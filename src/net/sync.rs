//! Delta State Synchronization
//!
//! Builds the wire-facing view of the world. A joining client gets a
//! full snapshot; after that only entities the store marked dirty go
//! out, every few ticks, together with removals. Simulation events are
//! translated to wire events here, which is also the only place a wall
//! clock touches outbound data.

use chrono::Utc;

use crate::game::components::EntityId;
use crate::game::events::{GameEvent, GameEventData};
use crate::game::formulas;
use crate::game::store::WorldStore;
use crate::net::protocol::{EntityView, ServerEvent, StateSync};

/// Client-visible view of one entity, if it still exists.
fn entity_view(store: &WorldStore, id: EntityId) -> Option<EntityView> {
    let position = store.position(id)?;
    let health = store.health.get(&id)?;
    let combat_level = store
        .stats
        .get(&id)
        .map(formulas::combat_level)
        .unwrap_or(3);

    Some(EntityView {
        id,
        name: store.names.get(&id).cloned().unwrap_or_default(),
        x: position.x,
        y: position.y,
        health: health.current,
        max_health: health.max,
        combat_level,
        moving: store.movement.get(&id).is_some_and(|m| m.moving),
    })
}

/// Full snapshot of every entity, for joining clients.
pub fn full_snapshot(store: &WorldStore, tick: u64) -> StateSync {
    let entities = store
        .positions
        .keys()
        .filter_map(|id| entity_view(store, *id))
        .collect();

    StateSync {
        tick,
        full: true,
        entities,
        removed: Vec::new(),
    }
}

/// Join announcement broadcast to the zone when a player spawns.
pub fn player_joined(store: &WorldStore, entity: EntityId) -> Option<ServerEvent> {
    let view = entity_view(store, entity)?;
    Some(ServerEvent::PlayerJoined {
        entity,
        name: view.name,
        x: view.x,
        y: view.y,
        combat_level: view.combat_level,
    })
}

/// Drain dirty and removed entities into a delta sync.
///
/// Returns `None` when nothing changed since the last drain.
pub fn delta_sync(store: &mut WorldStore, tick: u64) -> Option<StateSync> {
    let dirty = store.take_dirty();
    let removed = store.take_removed();

    if dirty.is_empty() && removed.is_empty() {
        return None;
    }

    // Dirty entities that were also removed have no view; the removal
    // entry alone covers them
    let entities = dirty
        .into_iter()
        .filter_map(|id| entity_view(store, id))
        .collect();

    Some(StateSync {
        tick,
        full: false,
        entities,
        removed,
    })
}

/// Translate a simulation event into its wire form.
pub fn event_to_wire(event: &GameEvent) -> ServerEvent {
    match &event.data {
        GameEventData::AttackResolved {
            attacker,
            defender,
            damage,
            hit,
            max_hit,
            accuracy,
            defender_health,
        } => ServerEvent::CombatResult {
            attacker: *attacker,
            defender: *defender,
            damage: *damage,
            hit: *hit,
            max_hit: *max_hit,
            accuracy: *accuracy,
            defender_health: *defender_health,
            tick: event.tick,
            timestamp: Utc::now(),
        },
        GameEventData::Died { entity, killer } => ServerEvent::Died {
            entity: *entity,
            killer: *killer,
            tick: event.tick,
        },
        GameEventData::Respawned { entity, position } => ServerEvent::Respawned {
            entity: *entity,
            x: position.x,
            y: position.y,
            tick: event.tick,
        },
        GameEventData::XpGained {
            entity,
            skill,
            amount,
            total,
            new_level,
        } => ServerEvent::XpGained {
            entity: *entity,
            skill: *skill,
            amount: *amount,
            total: *total,
            new_level: *new_level,
        },
    }
}

/// Whether a wire event goes to a single entity instead of the zone.
///
/// Experience is private to its owner; everything else is public.
pub fn private_recipient(event: &ServerEvent) -> Option<EntityId> {
    match event {
        ServerEvent::XpGained { entity, .. } => Some(*entity),
        _ => None,
    }
}

// =============================================================================
// TESTS
// =============================================================================

#[cfg(test)]
mod tests {
    use super::*;
    use crate::core::vec2::Vec2;
    use crate::game::components::{CombatStats, Health, Position, Skill};

    fn store_with_entities() -> (WorldStore, EntityId, EntityId) {
        let mut store = WorldStore::new(100.0, 100.0);
        let a = store.spawn();
        store.positions.insert(a, Position::new(10.0, 20.0));
        store.health.insert(a, Health::full(10));
        store.stats.insert(a, CombatStats::default());
        store.names.insert(a, "alice".to_string());

        let b = store.spawn();
        store.positions.insert(b, Position::new(30.0, 40.0));
        store.health.insert(b, Health::full(25));
        store.stats.insert(b, CombatStats::default());
        store.names.insert(b, "bob".to_string());

        // Builders below want a clean slate
        store.take_dirty();
        store.take_removed();
        (store, a, b)
    }

    #[test]
    fn test_full_snapshot_covers_all_entities() {
        let (store, a, b) = store_with_entities();
        let sync = full_snapshot(&store, 42);

        assert!(sync.full);
        assert_eq!(sync.tick, 42);
        assert_eq!(sync.entities.len(), 2);

        let view_a = sync.entities.iter().find(|v| v.id == a).unwrap();
        assert_eq!(view_a.name, "alice");
        assert_eq!(view_a.x, 10.0);
        assert_eq!(view_a.combat_level, 3);
        assert!(sync.entities.iter().any(|v| v.id == b));
    }

    #[test]
    fn test_delta_only_includes_dirty() {
        let (mut store, a, b) = store_with_entities();
        store.set_position(a, Vec2::new(11.0, 20.0));

        let sync = delta_sync(&mut store, 7).unwrap();
        assert!(!sync.full);
        assert_eq!(sync.entities.len(), 1);
        assert_eq!(sync.entities[0].id, a);
        assert!(!sync.entities.iter().any(|v| v.id == b));

        // Drained: a second delta has nothing to say
        assert!(delta_sync(&mut store, 8).is_none());
    }

    #[test]
    fn test_delta_carries_removals() {
        let (mut store, a, _b) = store_with_entities();
        store.despawn(a);

        let sync = delta_sync(&mut store, 9).unwrap();
        assert_eq!(sync.removed, vec![a]);
        // The removed entity has no view entry
        assert!(!sync.entities.iter().any(|v| v.id == a));
    }

    #[test]
    fn test_player_joined_announcement() {
        let (store, a, _b) = store_with_entities();

        match player_joined(&store, a).unwrap() {
            ServerEvent::PlayerJoined {
                entity,
                name,
                combat_level,
                ..
            } => {
                assert_eq!(entity, a);
                assert_eq!(name, "alice");
                assert_eq!(combat_level, 3);
            }
            other => panic!("unexpected event {other:?}"),
        }

        // Announcements go to everyone
        let event = player_joined(&store, a).unwrap();
        assert_eq!(private_recipient(&event), None);

        assert!(player_joined(&store, EntityId(99)).is_none());
    }

    #[test]
    fn test_event_conversion() {
        let died = GameEvent::died(50, EntityId(2), Some(EntityId(1)));
        match event_to_wire(&died) {
            ServerEvent::Died { entity, killer, tick } => {
                assert_eq!(entity, EntityId(2));
                assert_eq!(killer, Some(EntityId(1)));
                assert_eq!(tick, 50);
            }
            other => panic!("unexpected event {other:?}"),
        }

        let xp = GameEvent::xp_gained(51, EntityId(3), Skill::Attack, 48, 130, None);
        let wire = event_to_wire(&xp);
        assert_eq!(private_recipient(&wire), Some(EntityId(3)));

        let respawn = GameEvent::respawned(52, EntityId(4), Vec2::new(50.0, 50.0));
        assert_eq!(private_recipient(&event_to_wire(&respawn)), None);
    }
}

■ ■ ■

▶ [THE PROBLEM] Give a single number: the count of lines above that include the word "nothing".

▶ [PROBLEM SOLUTION] 2